The HBA2 antibody targets the α2-globin subunit of hemoglobin, a critical oxygen-transport protein in red blood cells. Encoded by the *HBA2* gene, α2-globin combines with β-globin to form adult hemoglobin (HbA, α2β2), which facilitates oxygen delivery throughout the body. Mutations in *HBA2* are linked to α-thalassemia, a genetic disorder characterized by reduced α-globin synthesis, leading to anemia and related complications. HBA2 antibodies are essential tools in hematology research, enabling detection and quantification of α2-globin expression in studies of hemoglobinopathies. They are widely used in techniques like Western blotting, immunohistochemistry, and immunofluorescence to investigate protein distribution, diagnose thalassemia variants, and monitor therapeutic interventions. Additionally, these antibodies aid in differentiating α-thalassemia from other anemias by identifying specific α-globin deficiencies.
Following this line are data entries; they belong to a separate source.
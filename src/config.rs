use crate::types::Config;
use anyhow::{Context, Result};
use std::fs;

impl Config {
    pub fn load(path: &str) -> Result<Self> {
        let contents =
            fs::read_to_string(path).with_context(|| format!("Failed to read config {}", path))?;
        let config: Config = serde_yaml::from_str(&contents)
            .with_context(|| format!("Failed to parse config {}", path))?;
        Ok(config)
    }
}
Commercial HBA2 antibodies are typically raised in hosts such as rabbits or mice, validated for specificity to avoid cross-reactivity with homologous proteins like HBA1. Recent research also explores their utility in gene therapy and CRISPR-based editing approaches aimed at correcting *HBA2* mutations. By advancing understanding of α-globin biology and pathology, HBA2 antibodies contribute to both basic science and clinical diagnostics, supporting efforts to develop targeted treatments for hemoglobin-related disorders.